O que temos, desde a fecundação, independente se é pessoa ou não, é um novo ser humano. Como já dizíamos – temos um novo indivíduo da espécie homo sapiens sapiens, com um DNA único e irrepetível em toda a história da humanidade. Sendo um ser vivo da espécie humana, tem todo o direito de ser respeitado como qualquer outro ser humano. Nas aproximadamente quarenta semanas em que este novo ser humano costuma permanecer dentro do ventre materno, não existe nenhum salto quantitativo ou qualitativo que possa dizer que tenha sofrido uma mudança substancial. Todas as capacidades humanas adquiridas por aquele novo ser, têm como base aquele momento inicial – ou seja, aquela única célula fecundada, que já era um ser humano.
A maioria dos defensores do aborto, hoje, costuma admitir as evidências científicas que comprovam que a partir da fecundação temos um novo ser humano. O que objetam é que este ser humano ainda não seria uma “pessoa humana”. A partir desse pressuposto, as divergências entre os abortistas são grandes. Alguns dirão que este ser humano se tornará “pessoa humana” a partir da formação da placenta, outros dirão que a partir da formação do coração, outros defendem que a personalidade se forma com o sistema nervoso central e por fim, existem os que defendem que se torna “pessoa humana” somente após o nascimento. Estes últimos chegam a defender o que se chama partial-birth abortion, ou seja, “aborto do parcialmente nascido”. Em tal procedimento, assim que se dá o coroamento (coroamento é a aparição da cabeça do feto durante o trabalho de parto), faz-se a sucção do cérebro da criança – certamente aqui se trata de um claro infanticídio.
Todas as tentativas de colocar esse início da “personalidade” em algum momento concreto do desenvolvimento embrionário ou fetal serão sempre arbitrárias. Se colocarmos o início da “personalidade” em alguma função ou órgão, porque não poderíamos dizer que está no começo do exercício da consciência? Alguns autores já afirmam isso e, consequentemente, defendem que o infanticídio – matar crianças que não tenham o exercício de atividade consciente – é moralmente e eticamente válido, pois não seriam “pessoas humanas”.
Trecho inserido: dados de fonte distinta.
//! Engine types
//!
//! Cycle phases, engine configuration, and the report of a finished cycle.

use crate::connector::{ConnectorIdentity, FetchWindow};
use crate::state::Cursor;
use serde::Serialize;
use std::fmt;
use std::time::Duration;

/// Phase of one poll cycle
#[derive(Debug, Clone, Copy, PartialEq, Eq, Serialize)]
#[serde(rename_all = "snake_case")]
pub enum CyclePhase {
    /// No cycle running
    Idle,
    /// Checking credentials against the variant's auth spec
    ValidatingAuth,
    /// Requesting a page from the vendor
    Fetching,
    /// Deciding whether another page follows
    Paginating,
    /// Emitting the batch and persisting the new cursor
    Committing,
    /// Cycle aborted; poll state untouched
    Failed,
}

impl fmt::Display for CyclePhase {
    fn fmt(&self, f: &mut fmt::Formatter<'_>) -> fmt::Result {
        let name = match self {
            Self::Idle => "idle",
            Self::ValidatingAuth => "validating_auth",
            Self::Fetching => "fetching",
            Self::Paginating => "paginating",
            Self::Committing => "committing",
            Self::Failed => "failed",
        };
        f.write_str(name)
    }
}

/// Soft failure of a cycle that still committed
#[derive(Debug, Clone, PartialEq, Eq, Serialize)]
#[serde(tag = "kind", rename_all = "snake_case")]
pub enum CycleWarning {
    /// The vendor kept reporting more pages after `max_pages`
    PaginationLimitExceeded {
        /// The configured bound that was hit
        max_pages: u32,
    },
}

impl fmt::Display for CycleWarning {
    fn fmt(&self, f: &mut fmt::Formatter<'_>) -> fmt::Result {
        match self {
            Self::PaginationLimitExceeded { max_pages } => {
                write!(f, "pagination limit of {max_pages} pages exceeded")
            }
        }
    }
}

/// Runtime configuration of the poll engine
#[derive(Debug, Clone, PartialEq, Eq)]
pub struct EngineConfig {
    /// Window length used when an identity has no poll state yet
    pub default_lookback: Duration,
    /// Maximum pages fetched in one cycle
    pub max_pages: u32,
    /// Bound on each vendor request
    pub request_timeout: Duration,
    /// Bound on the sink acknowledgement
    pub sink_timeout: Duration,
    /// Bound on validating, fetching and emitting together
    pub cycle_timeout: Duration,
    /// How long a lease blocks other cycles of the same identity
    pub lease_ttl: Duration,
    /// Cycles `run_many` runs at once
    pub max_concurrent_cycles: usize,
}

impl Default for EngineConfig {
    fn default() -> Self {
        Self {
            default_lookback: Duration::from_secs(3600),
            max_pages: 100,
            request_timeout: Duration::from_secs(30),
            sink_timeout: Duration::from_secs(30),
            cycle_timeout: Duration::from_secs(300),
            lease_ttl: Duration::from_secs(600),
            max_concurrent_cycles: 4,
        }
    }
}

impl EngineConfig {
    /// Create a config with defaults
    #[must_use]
    pub fn new() -> Self {
        Self::default()
    }

    /// Set the cold-start lookback
    #[must_use]
    pub fn with_default_lookback(mut self, lookback: Duration) -> Self {
        self.default_lookback = lookback;
        self
    }

    /// Set the page bound (at least 1)
    #[must_use]
    pub fn with_max_pages(mut self, max_pages: u32) -> Self {
        self.max_pages = max_pages.max(1);
        self
    }

    /// Set the per-request timeout
    #[must_use]
    pub fn with_request_timeout(mut self, timeout: Duration) -> Self {
        self.request_timeout = timeout;
        self
    }

    /// Set the sink acknowledgement timeout
    #[must_use]
    pub fn with_sink_timeout(mut self, timeout: Duration) -> Self {
        self.sink_timeout = timeout;
        self
    }

    /// Set the overall cycle timeout
    #[must_use]
    pub fn with_cycle_timeout(mut self, timeout: Duration) -> Self {
        self.cycle_timeout = timeout;
        self
    }

    /// Set the lease TTL
    #[must_use]
    pub fn with_lease_ttl(mut self, ttl: Duration) -> Self {
        self.lease_ttl = ttl;
        self
    }

    /// Set the concurrency of `run_many` (at least 1)
    #[must_use]
    pub fn with_max_concurrent_cycles(mut self, n: usize) -> Self {
        self.max_concurrent_cycles = n.max(1);
        self
    }
}

/// Summary of one committed cycle
#[derive(Debug, Clone, PartialEq, Serialize)]
pub struct CycleReport {
    /// Instance the cycle ran for
    pub identity: ConnectorIdentity,
    /// Window that was fetched
    pub window: FetchWindow,
    /// Phases entered, in order
    pub phases: Vec<CyclePhase>,
    /// Pages fully fetched and parsed
    pub pages_fetched: u32,
    /// Events in the acknowledged batch
    pub events_emitted: usize,
    /// Cursor the cycle started from
    pub previous_cursor: Option<Cursor>,
    /// Cursor written, if any
    pub committed_cursor: Option<Cursor>,
    /// Soft failures
    pub warnings: Vec<CycleWarning>,
    /// Wall-clock duration in milliseconds
    pub duration_ms: u64,
}

impl CycleReport {
    /// Check if the cycle hit any soft failure
    pub fn has_warnings(&self) -> bool {
        !self.warnings.is_empty()
    }
}
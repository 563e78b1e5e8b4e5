//! Newline-delimited JSON sinks

use super::{EventRecord, Sink};
use crate::connector::LogBatch;
use crate::error::{Error, Result};
use async_trait::async_trait;
use std::path::{Path, PathBuf};
use tokio::io::AsyncWriteExt;
use tokio::sync::Mutex;
use tracing::debug;

fn render_lines(batch: &LogBatch) -> Result<Vec<String>> {
    EventRecord::from_batch(batch)
        .map(|record| serde_json::to_string(&record).map_err(Error::from))
        .collect()
}

/// Appends one JSON envelope per line to a file
#[derive(Debug)]
pub struct JsonLinesSink {
    path: PathBuf,
    chunk_size: usize,
    /// Serializes appends from concurrently running cycles
    lock: Mutex<()>,
}

impl JsonLinesSink {
    /// Create a sink appending to `path`
    pub fn new(path: impl AsRef<Path>) -> Self {
        Self {
            path: path.as_ref().to_path_buf(),
            chunk_size: 1000,
            lock: Mutex::new(()),
        }
    }

    /// Set how many lines are written per write call
    #[must_use]
    pub fn with_chunk_size(mut self, size: usize) -> Self {
        self.chunk_size = size.max(1);
        self
    }

    /// Get the output path
    pub fn path(&self) -> &Path {
        &self.path
    }
}

#[async_trait]
impl Sink for JsonLinesSink {
    async fn emit(&self, batch: &LogBatch) -> Result<()> {
        let lines = render_lines(batch)
            .map_err(|e| Error::sink_ack(format!("Failed to serialize batch: {e}")))?;
        if lines.is_empty() {
            return Ok(());
        }

        let _guard = self.lock.lock().await;
        let mut file = tokio::fs::OpenOptions::new()
            .create(true)
            .append(true)
            .open(&self.path)
            .await
            .map_err(|e| Error::sink_ack(format!("Failed to open {}: {e}", self.path.display())))?;

        for chunk in lines.chunks(self.chunk_size) {
            let mut buf = chunk.join("\n");
            buf.push('\n');
            file.write_all(buf.as_bytes())
                .await
                .map_err(|e| Error::sink_ack(format!("Failed to write batch: {e}")))?;
        }

        file.flush()
            .await
            .map_err(|e| Error::sink_ack(format!("Failed to flush batch: {e}")))?;
        file.sync_data()
            .await
            .map_err(|e| Error::sink_ack(format!("Failed to sync batch: {e}")))?;

        debug!(path = %self.path.display(), events = lines.len(), "Batch appended");
        Ok(())
    }

    fn name(&self) -> &'static str {
        "json_lines"
    }
}

/// Writes one JSON envelope per line to standard output
#[derive(Debug, Default)]
pub struct StdoutSink {
    lock: Mutex<()>,
}

impl StdoutSink {
    /// Create a stdout sink
    pub fn new() -> Self {
        Self::default()
    }
}

#[async_trait]
impl Sink for StdoutSink {
    async fn emit(&self, batch: &LogBatch) -> Result<()> {
        let lines = render_lines(batch)
            .map_err(|e| Error::sink_ack(format!("Failed to serialize batch: {e}")))?;
        if lines.is_empty() {
            return Ok(());
        }

        let _guard = self.lock.lock().await;
        let mut out = tokio::io::stdout();
        let mut buf = lines.join("\n");
        buf.push('\n');
        out.write_all(buf.as_bytes())
            .await
            .map_err(|e| Error::sink_ack(format!("Failed to write to stdout: {e}")))?;
        out.flush()
            .await
            .map_err(|e| Error::sink_ack(format!("Failed to flush stdout: {e}")))?;
        Ok(())
    }

    fn name(&self) -> &'static str {
        "stdout"
    }
}
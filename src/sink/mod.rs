//! Downstream sink module
//!
//! A [`Sink`] receives one [`LogBatch`] per successful fetch and either
//! acknowledges it (returns `Ok`) or does not. The engine commits poll
//! state only after an acknowledgement, so every sink here makes the batch
//! durable before returning `Ok`.
//!
//! # Overview
//!
//! - `MemorySink` - keeps batches in memory; can be told to refuse acks
//! - `StdoutSink` / `JsonLinesSink` - one JSON envelope per line
//! - `ParquetSink` - one Parquet file per batch, `chunk_size` rows per row group

mod json_lines;
mod memory;
mod parquet_file;

pub use self::json_lines::{JsonLinesSink, StdoutSink};
pub use self::memory::MemorySink;
pub use self::parquet_file::{batch_to_arrow, event_schema, ParquetSink};

use crate::connector::{LogBatch, NormalizedEvent};
use crate::error::Result;
use async_trait::async_trait;
use serde::Serialize;

/// Receiver of emitted batches
#[async_trait]
pub trait Sink: Send + Sync {
    /// Deliver a batch; `Ok` is the acknowledgement
    async fn emit(&self, batch: &LogBatch) -> Result<()>;

    /// Short name used in logs
    fn name(&self) -> &'static str;
}

/// One line of JSON output: the event envelope plus the instance it came from
#[derive(Debug, Serialize)]
pub struct EventRecord<'a> {
    /// Connector instance that produced the event
    pub instance_id: &'a str,
    /// The normalized event
    #[serde(flatten)]
    pub event: &'a NormalizedEvent,
}

impl<'a> EventRecord<'a> {
    /// Pair every event of a batch with the batch's instance id
    pub fn from_batch(batch: &'a LogBatch) -> impl Iterator<Item = EventRecord<'a>> + 'a {
        batch.events.iter().map(move |event| EventRecord {
            instance_id: &batch.identity.instance_id,
            event,
        })
    }
}

#[cfg(test)]
mod tests;
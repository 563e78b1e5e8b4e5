//! Pagination marker types

use crate::types::JsonValue;
use serde::{Deserialize, Serialize};

/// Opaque continuation returned by parsing one page
#[derive(Debug, Clone, Default, PartialEq, Serialize, Deserialize)]
pub struct PaginationMarker {
    /// Variant-defined continuation value; `None` requests the first page
    pub marker: Option<JsonValue>,
    /// Whether another page should be fetched
    pub has_more: bool,
}

impl PaginationMarker {
    /// Marker for the first request of a cycle
    pub fn first() -> Self {
        Self::default()
    }

    /// More pages follow; continue with this marker
    pub fn next(marker: impl Into<JsonValue>) -> Self {
        Self {
            marker: Some(marker.into()),
            has_more: true,
        }
    }

    /// No further pages
    pub fn done() -> Self {
        Self {
            marker: None,
            has_more: false,
        }
    }

    /// Check if this is the first-page marker
    pub fn is_first(&self) -> bool {
        self.marker.is_none()
    }

    /// Marker value as text, for variants that send it as a request parameter
    pub fn as_param(&self) -> Option<String> {
        match self.marker.as_ref()? {
            JsonValue::String(s) => Some(s.clone()),
            JsonValue::Null => None,
            other => Some(other.to_string()),
        }
    }
}

/// Page-number paging block as reported by vendors like Slack
/// (`{"count": 100, "total": 2, "page": 1, "pages": 1}`)
#[derive(Debug, Clone, Copy, PartialEq, Eq, Deserialize)]
pub struct PageCounts {
    /// Current page (1-based)
    pub page: u64,
    /// Total number of pages
    pub pages: u64,
}

impl PageCounts {
    /// Marker that continues to the following page, or stops on the last one
    pub fn marker(self) -> PaginationMarker {
        if self.page < self.pages {
            PaginationMarker::next(self.page + 1)
        } else {
            PaginationMarker::done()
        }
    }
}
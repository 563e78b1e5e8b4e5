//! Poll engine module
//!
//! Drives one poll cycle per connector instance:
//! lease → validate → window → fetch ⇄ paginate → emit → commit.
//!
//! # Overview
//!
//! The engine module provides:
//! - `PollEngine` - Runs cycles against a registry, transport, stores and sink
//! - `EngineConfig` - Lookback, page bound, timeouts, lease TTL, concurrency
//! - `CycleReport` / `CyclePhase` / `CycleWarning` - What a cycle did
//!
//! Poll state is written only after the sink acknowledged the whole batch,
//! and only if it still equals the state the cycle started from. Every
//! failure leaves it untouched, so the next cycle re-fetches the same window.

mod types;

pub use types::{CyclePhase, CycleReport, CycleWarning, EngineConfig};

use crate::auth::{apply_auth, validate};
use crate::connector::{
    ConnectorContract, ConnectorIdentity, ConnectorRegistry, CursorStrategy, FetchWindow, LogBatch,
};
use crate::error::{Error, Result};
use crate::http::{classify_status, Transport};
use crate::pagination::PaginationMarker;
use crate::sink::Sink;
use crate::state::{AuthConfigStore, Cursor, PollState, PollStateStore, PutOutcome};
use chrono::{DateTime, Utc};
use futures::stream::{self, StreamExt};
use std::collections::BTreeSet;
use std::sync::Arc;
use std::time::{Duration, Instant};
use tracing::{debug, error, info, info_span, warn, Instrument};

/// Poll engine for running connector cycles
pub struct PollEngine {
    registry: ConnectorRegistry,
    transport: Arc<dyn Transport>,
    state: Arc<dyn PollStateStore>,
    credentials: Arc<dyn AuthConfigStore>,
    sink: Arc<dyn Sink>,
    config: EngineConfig,
}

/// Phases entered so far, and the window once known
#[derive(Debug, Default)]
struct CycleProgress {
    phases: Vec<CyclePhase>,
    window: Option<FetchWindow>,
}

impl CycleProgress {
    fn new() -> Self {
        Self {
            phases: vec![CyclePhase::Idle],
            window: None,
        }
    }

    fn enter(&mut self, phase: CyclePhase) {
        debug!(%phase, "Entering phase");
        self.phases.push(phase);
    }

    fn current(&self) -> CyclePhase {
        self.phases.last().copied().unwrap_or(CyclePhase::Idle)
    }
}

/// Everything a cycle produced up to the sink acknowledgement
struct Emitted {
    window: FetchWindow,
    previous: Option<PollState>,
    pages_fetched: u32,
    batch: LogBatch,
    resume_token: Option<String>,
    warnings: Vec<CycleWarning>,
}

impl PollEngine {
    /// Create a new engine with default configuration
    pub fn new(
        registry: ConnectorRegistry,
        transport: Arc<dyn Transport>,
        state: Arc<dyn PollStateStore>,
        credentials: Arc<dyn AuthConfigStore>,
        sink: Arc<dyn Sink>,
    ) -> Self {
        Self {
            registry,
            transport,
            state,
            credentials,
            sink,
            config: EngineConfig::default(),
        }
    }

    /// Set engine configuration
    #[must_use]
    pub fn with_config(mut self, config: EngineConfig) -> Self {
        self.config = config;
        self
    }

    /// Get the engine configuration
    pub fn config(&self) -> &EngineConfig {
        &self.config
    }

    /// Get the variant registry
    pub fn registry(&self) -> &ConnectorRegistry {
        &self.registry
    }

    /// Run one poll cycle for `identity`.
    ///
    /// Holds the identity's lease for the whole cycle and releases it on
    /// every exit path. Returns the report of a committed cycle; any error
    /// means poll state was not changed.
    pub async fn run(&self, identity: &ConnectorIdentity) -> Result<CycleReport> {
        let span = info_span!(
            "poll_cycle",
            service = %identity.service,
            log_type = %identity.log_type,
            instance_id = %identity.instance_id,
        );
        self.run_leased(identity).instrument(span).await
    }

    /// Run one cycle for each distinct identity, at most
    /// `max_concurrent_cycles` at a time.
    ///
    /// Results come back in input order; a failure only affects its own entry.
    pub async fn run_many(
        &self,
        identities: &[ConnectorIdentity],
    ) -> Vec<(ConnectorIdentity, Result<CycleReport>)> {
        let mut seen = BTreeSet::new();
        let distinct: Vec<_> = identities
            .iter()
            .filter(|id| seen.insert((*id).clone()))
            .cloned()
            .collect();

        stream::iter(distinct)
            .map(|identity| async move {
                let result = self.run(&identity).await;
                (identity, result)
            })
            .buffered(self.config.max_concurrent_cycles.max(1))
            .collect()
            .await
    }

    async fn run_leased(&self, identity: &ConnectorIdentity) -> Result<CycleReport> {
        let started = Instant::now();
        let variant = self
            .registry
            .get(&identity.service, &identity.log_type)
            .inspect_err(|e| error!(error = %e, kind = %e.kind(), "No variant for identity"))?;

        let lease = match self.state.acquire_lease(identity, self.config.lease_ttl).await {
            Ok(lease) => lease,
            Err(e) => {
                warn!(error = %e, kind = %e.kind(), "Skipping cycle");
                return Err(e);
            }
        };

        let mut progress = CycleProgress::new();
        let result = self
            .cycle(identity, variant.as_ref(), &mut progress, started)
            .await;

        if let Err(e) = self.state.release_lease(&lease).await {
            // The lease still lapses after its TTL.
            warn!(error = %e, "Failed to release lease");
        }

        match &result {
            Ok(report) => {
                info!(
                    window = %report.window,
                    pages = report.pages_fetched,
                    events = report.events_emitted,
                    cursor = ?report.committed_cursor,
                    duration_ms = report.duration_ms,
                    "Poll cycle committed"
                );
            }
            Err(e) => {
                let failed_in = progress.current();
                progress.enter(CyclePhase::Failed);
                let window = progress
                    .window
                    .as_ref()
                    .map_or_else(|| "-".to_string(), ToString::to_string);
                if e.is_retryable() {
                    warn!(phase = %failed_in, %window, kind = %e.kind(), error = %e, "Poll cycle failed");
                } else {
                    error!(phase = %failed_in, %window, kind = %e.kind(), error = %e, "Poll cycle failed");
                }
            }
        }
        result
    }

    async fn cycle(
        &self,
        identity: &ConnectorIdentity,
        variant: &dyn ConnectorContract,
        progress: &mut CycleProgress,
        started: Instant,
    ) -> Result<CycleReport> {
        let timeout = self.config.cycle_timeout;
        let emitted = tokio::time::timeout(timeout, self.fetch_and_emit(identity, variant, progress))
            .await
            .map_err(|_| Error::CycleTimeout {
                timeout_ms: duration_ms(timeout),
            })??;

        // Past the acknowledgement: the commit itself is not cut short.
        let committed_cursor = self.commit(identity, variant, &emitted).await?;

        Ok(CycleReport {
            identity: identity.clone(),
            window: emitted.window,
            phases: progress.phases.clone(),
            pages_fetched: emitted.pages_fetched,
            events_emitted: emitted.batch.len(),
            previous_cursor: emitted.previous.map(|s| s.cursor),
            committed_cursor,
            warnings: emitted.warnings,
            duration_ms: duration_ms(started.elapsed()),
        })
    }

    async fn fetch_and_emit(
        &self,
        identity: &ConnectorIdentity,
        variant: &dyn ConnectorContract,
        progress: &mut CycleProgress,
    ) -> Result<Emitted> {
        let previous = self.state.get(identity).await?;

        progress.enter(CyclePhase::ValidatingAuth);
        let auth = self.credentials.get(identity).await?;
        validate(&auth, variant.required_auth_info())?;
        let scheme = variant.auth_scheme();

        let now = Utc::now();
        let window = FetchWindow::new(self.window_start(previous.as_ref(), now), now);
        progress.window = Some(window.clone());
        debug!(%window, "Window computed");

        let mut batch = LogBatch::new(identity.clone(), window.clone());
        let mut marker = PaginationMarker::first();
        let mut pages_fetched = 0u32;
        let mut resume_token = None;
        let mut warnings = Vec::new();

        loop {
            progress.enter(CyclePhase::Fetching);
            let mut request = variant.build_request(&window, &marker)?;
            apply_auth(&mut request, &scheme, &auth)?;

            let response = tokio::time::timeout(
                self.config.request_timeout,
                self.transport.send(&request),
            )
            .await
            .map_err(|_| Error::Timeout {
                operation: "vendor request".to_string(),
                timeout_ms: duration_ms(self.config.request_timeout),
            })??;
            classify_status(&response)?;
            let page = variant.parse_response(&response)?;

            pages_fetched += 1;
            debug!(
                page = pages_fetched,
                events = page.events.len(),
                has_more = page.next.has_more,
                "Page fetched"
            );
            batch
                .events
                .extend(page.events.into_iter().map(|event| variant.normalize(event)));
            if page.resume_token.is_some() {
                resume_token = page.resume_token;
            }

            if !page.next.has_more {
                break;
            }
            progress.enter(CyclePhase::Paginating);
            if pages_fetched >= self.config.max_pages {
                let warning = CycleWarning::PaginationLimitExceeded {
                    max_pages: self.config.max_pages,
                };
                warn!(%window, pages = pages_fetched, "{warning}; committing fetched pages");
                warnings.push(warning);
                break;
            }
            marker = page.next;
        }

        progress.enter(CyclePhase::Committing);
        batch.fetched_at = Utc::now();
        tokio::time::timeout(self.config.sink_timeout, self.sink.emit(&batch))
            .await
            .map_err(|_| {
                Error::sink_ack(format!(
                    "{} sink did not acknowledge within {} ms",
                    self.sink.name(),
                    duration_ms(self.config.sink_timeout)
                ))
            })??;
        debug!(sink = self.sink.name(), events = batch.len(), "Batch acknowledged");

        Ok(Emitted {
            window,
            previous,
            pages_fetched,
            batch,
            resume_token,
            warnings,
        })
    }

    async fn commit(
        &self,
        identity: &ConnectorIdentity,
        variant: &dyn ConnectorContract,
        emitted: &Emitted,
    ) -> Result<Option<Cursor>> {
        let prior = emitted.previous.as_ref().map(|s| &s.cursor);
        let Some(cursor) = next_cursor(
            variant.cursor_strategy(),
            prior,
            &emitted.batch,
            emitted.resume_token.as_deref(),
            Utc::now(),
        ) else {
            debug!("No cursor to commit");
            return Ok(None);
        };

        let state = PollState::new(cursor.clone());
        match self
            .state
            .put(identity, state, emitted.previous.as_ref())
            .await?
        {
            PutOutcome::Committed => Ok(Some(cursor)),
            PutOutcome::Conflict => Err(Error::StateConflict {
                identity: identity.key(),
            }),
        }
    }

    fn window_start(&self, previous: Option<&PollState>, now: DateTime<Utc>) -> Cursor {
        match previous {
            Some(state) => state.cursor.clone(),
            None => {
                let lookback = chrono::Duration::from_std(self.config.default_lookback)
                    .unwrap_or(chrono::Duration::zero());
                Cursor::at(now - lookback)
            }
        }
    }
}

impl std::fmt::Debug for PollEngine {
    fn fmt(&self, f: &mut std::fmt::Formatter<'_>) -> std::fmt::Result {
        f.debug_struct("PollEngine")
            .field("registry", &self.registry)
            .field("sink", &self.sink.name())
            .field("config", &self.config)
            .finish_non_exhaustive()
    }
}

/// Cursor to commit after an acknowledged batch.
///
/// Timestamp variants move to the newest observed event, or to `now` when
/// no event carries a timestamp, never below the prior cursor. Token
/// variants keep the last resume token seen, else the prior cursor.
pub fn next_cursor(
    strategy: CursorStrategy,
    prior: Option<&Cursor>,
    batch: &LogBatch,
    resume_token: Option<&str>,
    now: DateTime<Utc>,
) -> Option<Cursor> {
    match strategy {
        CursorStrategy::Timestamp => {
            let observed = batch
                .max_observed_at()
                .map_or_else(|| now.timestamp(), |t| t.timestamp());
            let floor = prior.and_then(Cursor::as_timestamp).unwrap_or(i64::MIN);
            Some(Cursor::Timestamp(observed.max(floor)))
        }
        CursorStrategy::Token => resume_token
            .map(|t| Cursor::Token(t.to_string()))
            .or_else(|| prior.cloned()),
    }
}

fn duration_ms(duration: Duration) -> u64 {
    duration.as_millis() as u64
}
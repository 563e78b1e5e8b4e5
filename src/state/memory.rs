//! In-memory poll state store

use super::document::StateDocument;
use super::types::{Lease, PollState, PutOutcome};
use super::PollStateStore;
use crate::connector::ConnectorIdentity;
use crate::error::Result;
use async_trait::async_trait;
use chrono::Utc;
use std::sync::Arc;
use std::time::Duration;
use tokio::sync::Mutex;

/// Poll state store that lives only as long as the process
#[derive(Debug, Clone, Default)]
pub struct InMemoryStateStore {
    doc: Arc<Mutex<StateDocument>>,
}

impl InMemoryStateStore {
    /// Create an empty store
    pub fn new() -> Self {
        Self::default()
    }

    /// Seed a state directly, bypassing the compare-and-put check
    pub async fn seed(&self, identity: &ConnectorIdentity, state: PollState) {
        self.doc.lock().await.states.insert(identity.key(), state);
    }

    /// Number of currently held (possibly expired) leases
    pub async fn lease_count(&self) -> usize {
        self.doc.lock().await.leases.len()
    }
}

#[async_trait]
impl PollStateStore for InMemoryStateStore {
    async fn get(&self, identity: &ConnectorIdentity) -> Result<Option<PollState>> {
        Ok(self.doc.lock().await.get(identity))
    }

    async fn put(
        &self,
        identity: &ConnectorIdentity,
        state: PollState,
        expected: Option<&PollState>,
    ) -> Result<PutOutcome> {
        Ok(self.doc.lock().await.put(identity, state, expected))
    }

    async fn acquire_lease(&self, identity: &ConnectorIdentity, ttl: Duration) -> Result<Lease> {
        self.doc.lock().await.acquire_lease(identity, ttl, Utc::now())
    }

    async fn release_lease(&self, lease: &Lease) -> Result<()> {
        self.doc.lock().await.release_lease(lease);
        Ok(())
    }
}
Por essas discussões é que afirmo que não importa a partir de quando aquele ser humano se tornará pessoa. O importante é que se trata de um ser humano, e que merece todo o respeito e proteção que devemos a qualquer outro ser humano, independente das funções que possa exercer.
ZENIT: Quais são as tragédias que o aborto traz para uma nação que o aprova na sua legislação?
PE. HELIO: A tragédia mais profunda é a instituição de uma “cultura de morte”, que não respeita o sofrimento das mães – muitas são quase induzidas socialmente ou economicamente a realizar o aborto – e nem o direito básico dos próprios cidadãos mais indefesos, aqueles que ainda estão por nascer. É irônico que tais sociedades possuem legislações bastante rigorosas para a defesa de embriões animais, enquanto os seres humanos estão totalmente indefesos. Hoje é mais seguro nascer feto de baleia do que feto humano.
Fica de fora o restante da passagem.